//! Symbolic audio constants accepted in attribute values.
//!
//! Device types, sample formats, channel masks and stream flags may be written
//! either as their Android constant names or as plain numbers. The tables here
//! only translate names; they say nothing about what a given board supports.

/// A named table of symbolic constants.
#[derive(Debug)]
pub struct SymbolTable {
    /// What the symbols denote, used in error messages.
    pub kind: &'static str,
    /// `(name, value)` pairs.
    pub entries: &'static [(&'static str, u32)],
}

impl SymbolTable {
    /// Value of a symbol, if known.
    pub fn lookup(&self, name: &str) -> Option<u32> {
        self.entries
            .iter()
            .find(|(symbol, _)| *symbol == name)
            .map(|&(_, value)| value)
    }

    /// First symbol carrying `value`, if any.
    pub fn name_of(&self, value: u32) -> Option<&'static str> {
        self.entries
            .iter()
            .find(|&&(_, v)| v == value)
            .map(|&(symbol, _)| symbol)
    }

    /// Resolves one symbol or a plain number.
    pub fn resolve(&self, text: &str) -> Result<u32, String> {
        let text = text.trim();
        if let Some(value) = self.lookup(text) {
            return Ok(value);
        }
        crate::attributes::parse_uint(text)
            .map_err(|_| format!("unknown {} '{}'", self.kind, text))
    }

    /// Resolves a `|`-joined set of symbols (or plain numbers) into a mask.
    pub fn resolve_mask(&self, text: &str) -> Result<u32, String> {
        text.split('|')
            .map(str::trim)
            .filter(|part| !part.is_empty())
            .try_fold(0u32, |mask, part| self.resolve(part).map(|value| mask | value))
    }
}

/// `audio_devices_t` values.
pub static DEVICE_TYPES: SymbolTable = SymbolTable {
    kind: "device type",
    entries: &[
        ("AUDIO_DEVICE_NONE", 0x0),
        ("AUDIO_DEVICE_OUT_EARPIECE", 0x1),
        ("AUDIO_DEVICE_OUT_SPEAKER", 0x2),
        ("AUDIO_DEVICE_OUT_WIRED_HEADSET", 0x4),
        ("AUDIO_DEVICE_OUT_WIRED_HEADPHONE", 0x8),
        ("AUDIO_DEVICE_OUT_BLUETOOTH_SCO", 0x10),
        ("AUDIO_DEVICE_OUT_BLUETOOTH_SCO_HEADSET", 0x20),
        ("AUDIO_DEVICE_OUT_BLUETOOTH_SCO_CARKIT", 0x40),
        ("AUDIO_DEVICE_OUT_BLUETOOTH_A2DP", 0x80),
        ("AUDIO_DEVICE_OUT_BLUETOOTH_A2DP_HEADPHONES", 0x100),
        ("AUDIO_DEVICE_OUT_BLUETOOTH_A2DP_SPEAKER", 0x200),
        ("AUDIO_DEVICE_OUT_AUX_DIGITAL", 0x400),
        ("AUDIO_DEVICE_OUT_HDMI", 0x400),
        ("AUDIO_DEVICE_OUT_ANLG_DOCK_HEADSET", 0x800),
        ("AUDIO_DEVICE_OUT_DGTL_DOCK_HEADSET", 0x1000),
        ("AUDIO_DEVICE_OUT_USB_ACCESSORY", 0x2000),
        ("AUDIO_DEVICE_OUT_USB_DEVICE", 0x4000),
        ("AUDIO_DEVICE_OUT_REMOTE_SUBMIX", 0x8000),
        ("AUDIO_DEVICE_OUT_TELEPHONY_TX", 0x10000),
        ("AUDIO_DEVICE_OUT_LINE", 0x20000),
        ("AUDIO_DEVICE_OUT_HDMI_ARC", 0x40000),
        ("AUDIO_DEVICE_OUT_SPDIF", 0x80000),
        ("AUDIO_DEVICE_OUT_FM", 0x100000),
        ("AUDIO_DEVICE_OUT_AUX_LINE", 0x200000),
        ("AUDIO_DEVICE_OUT_SPEAKER_SAFE", 0x400000),
        ("AUDIO_DEVICE_OUT_IP", 0x800000),
        ("AUDIO_DEVICE_OUT_BUS", 0x1000000),
        ("AUDIO_DEVICE_IN_COMMUNICATION", 0x80000001),
        ("AUDIO_DEVICE_IN_AMBIENT", 0x80000002),
        ("AUDIO_DEVICE_IN_BUILTIN_MIC", 0x80000004),
        ("AUDIO_DEVICE_IN_BLUETOOTH_SCO_HEADSET", 0x80000008),
        ("AUDIO_DEVICE_IN_WIRED_HEADSET", 0x80000010),
        ("AUDIO_DEVICE_IN_AUX_DIGITAL", 0x80000020),
        ("AUDIO_DEVICE_IN_HDMI", 0x80000020),
        ("AUDIO_DEVICE_IN_VOICE_CALL", 0x80000040),
        ("AUDIO_DEVICE_IN_TELEPHONY_RX", 0x80000040),
        ("AUDIO_DEVICE_IN_BACK_MIC", 0x80000080),
        ("AUDIO_DEVICE_IN_REMOTE_SUBMIX", 0x80000100),
        ("AUDIO_DEVICE_IN_ANLG_DOCK_HEADSET", 0x80000200),
        ("AUDIO_DEVICE_IN_DGTL_DOCK_HEADSET", 0x80000400),
        ("AUDIO_DEVICE_IN_USB_ACCESSORY", 0x80000800),
        ("AUDIO_DEVICE_IN_USB_DEVICE", 0x80001000),
        ("AUDIO_DEVICE_IN_FM_TUNER", 0x80002000),
        ("AUDIO_DEVICE_IN_TV_TUNER", 0x80004000),
        ("AUDIO_DEVICE_IN_LINE", 0x80008000),
        ("AUDIO_DEVICE_IN_SPDIF", 0x80010000),
        ("AUDIO_DEVICE_IN_BLUETOOTH_A2DP", 0x80020000),
        ("AUDIO_DEVICE_IN_LOOPBACK", 0x80040000),
        ("AUDIO_DEVICE_IN_IP", 0x80080000),
        ("AUDIO_DEVICE_IN_BUS", 0x80100000),
    ],
};

/// `audio_format_t` values.
pub static FORMATS: SymbolTable = SymbolTable {
    kind: "audio format",
    entries: &[
        ("AUDIO_FORMAT_DEFAULT", 0x0),
        ("AUDIO_FORMAT_PCM_16_BIT", 0x1),
        ("AUDIO_FORMAT_PCM_8_BIT", 0x2),
        ("AUDIO_FORMAT_PCM_32_BIT", 0x3),
        ("AUDIO_FORMAT_PCM_8_24_BIT", 0x4),
        ("AUDIO_FORMAT_PCM_FLOAT", 0x5),
        ("AUDIO_FORMAT_PCM_24_BIT_PACKED", 0x6),
        ("AUDIO_FORMAT_MP3", 0x01000000),
        ("AUDIO_FORMAT_AAC", 0x04000000),
        ("AUDIO_FORMAT_AC3", 0x09000000),
        ("AUDIO_FORMAT_E_AC3", 0x0A000000),
        ("AUDIO_FORMAT_DTS", 0x0B000000),
        ("AUDIO_FORMAT_IEC61937", 0x0D000000),
    ],
};

/// `audio_channel_mask_t` values.
pub static CHANNEL_MASKS: SymbolTable = SymbolTable {
    kind: "channel mask",
    entries: &[
        ("AUDIO_CHANNEL_NONE", 0x0),
        ("AUDIO_CHANNEL_OUT_MONO", 0x1),
        ("AUDIO_CHANNEL_OUT_STEREO", 0x3),
        ("AUDIO_CHANNEL_OUT_2POINT1", 0xB),
        ("AUDIO_CHANNEL_OUT_QUAD", 0x33),
        ("AUDIO_CHANNEL_OUT_SURROUND", 0x107),
        ("AUDIO_CHANNEL_OUT_5POINT1", 0x3F),
        ("AUDIO_CHANNEL_OUT_7POINT1", 0x63F),
        ("AUDIO_CHANNEL_IN_LEFT", 0x4),
        ("AUDIO_CHANNEL_IN_RIGHT", 0x8),
        ("AUDIO_CHANNEL_IN_MONO", 0x10),
        ("AUDIO_CHANNEL_IN_STEREO", 0xC),
        ("AUDIO_CHANNEL_IN_FRONT_BACK", 0x30),
        ("AUDIO_CHANNEL_IN_VOICE_UPLINK_MONO", 0x4010),
        ("AUDIO_CHANNEL_IN_VOICE_DNLINK_MONO", 0x8010),
        ("AUDIO_CHANNEL_IN_VOICE_CALL_MONO", 0xC010),
        ("AUDIO_CHANNEL_INDEX_MASK_1", 0x80000001),
        ("AUDIO_CHANNEL_INDEX_MASK_2", 0x80000003),
        ("AUDIO_CHANNEL_INDEX_MASK_4", 0x8000000F),
        ("AUDIO_CHANNEL_INDEX_MASK_8", 0x800000FF),
    ],
};

/// `audio_output_flags_t` and `audio_input_flags_t` values.
///
/// Output and input flags share bit positions, so a flag mask is only
/// meaningful together with the role of the port that carries it.
pub static STREAM_FLAGS: SymbolTable = SymbolTable {
    kind: "stream flag",
    entries: &[
        ("AUDIO_OUTPUT_FLAG_NONE", 0x0),
        ("AUDIO_OUTPUT_FLAG_DIRECT", 0x1),
        ("AUDIO_OUTPUT_FLAG_PRIMARY", 0x2),
        ("AUDIO_OUTPUT_FLAG_FAST", 0x4),
        ("AUDIO_OUTPUT_FLAG_DEEP_BUFFER", 0x8),
        ("AUDIO_OUTPUT_FLAG_COMPRESS_OFFLOAD", 0x10),
        ("AUDIO_OUTPUT_FLAG_NON_BLOCKING", 0x20),
        ("AUDIO_OUTPUT_FLAG_HW_AV_SYNC", 0x40),
        ("AUDIO_OUTPUT_FLAG_TTS", 0x80),
        ("AUDIO_OUTPUT_FLAG_RAW", 0x100),
        ("AUDIO_OUTPUT_FLAG_SYNC", 0x200),
        ("AUDIO_OUTPUT_FLAG_IEC958_NONAUDIO", 0x400),
        ("AUDIO_OUTPUT_FLAG_DIRECT_PCM", 0x2000),
        ("AUDIO_OUTPUT_FLAG_MMAP_NOIRQ", 0x4000),
        ("AUDIO_OUTPUT_FLAG_VOIP_RX", 0x8000),
        ("AUDIO_INPUT_FLAG_NONE", 0x0),
        ("AUDIO_INPUT_FLAG_FAST", 0x1),
        ("AUDIO_INPUT_FLAG_HW_HOTWORD", 0x2),
        ("AUDIO_INPUT_FLAG_RAW", 0x4),
        ("AUDIO_INPUT_FLAG_SYNC", 0x8),
        ("AUDIO_INPUT_FLAG_MMAP_NOIRQ", 0x10),
        ("AUDIO_INPUT_FLAG_VOIP_TX", 0x20),
    ],
};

▶ **Your instructions**: Starting with the first line of the listing above and ending with the line that holds "pub struct SymbolTable", return those lines exactly as written, both included.

▶ **Output of the task**:
//! Symbolic audio constants accepted in attribute values.
//!
//! Device types, sample formats, channel masks and stream flags may be written
//! either as their Android constant names or as plain numbers. The tables here
//! only translate names; they say nothing about what a given board supports.

/// A named table of symbolic constants.
#[derive(Debug)]
pub struct SymbolTable {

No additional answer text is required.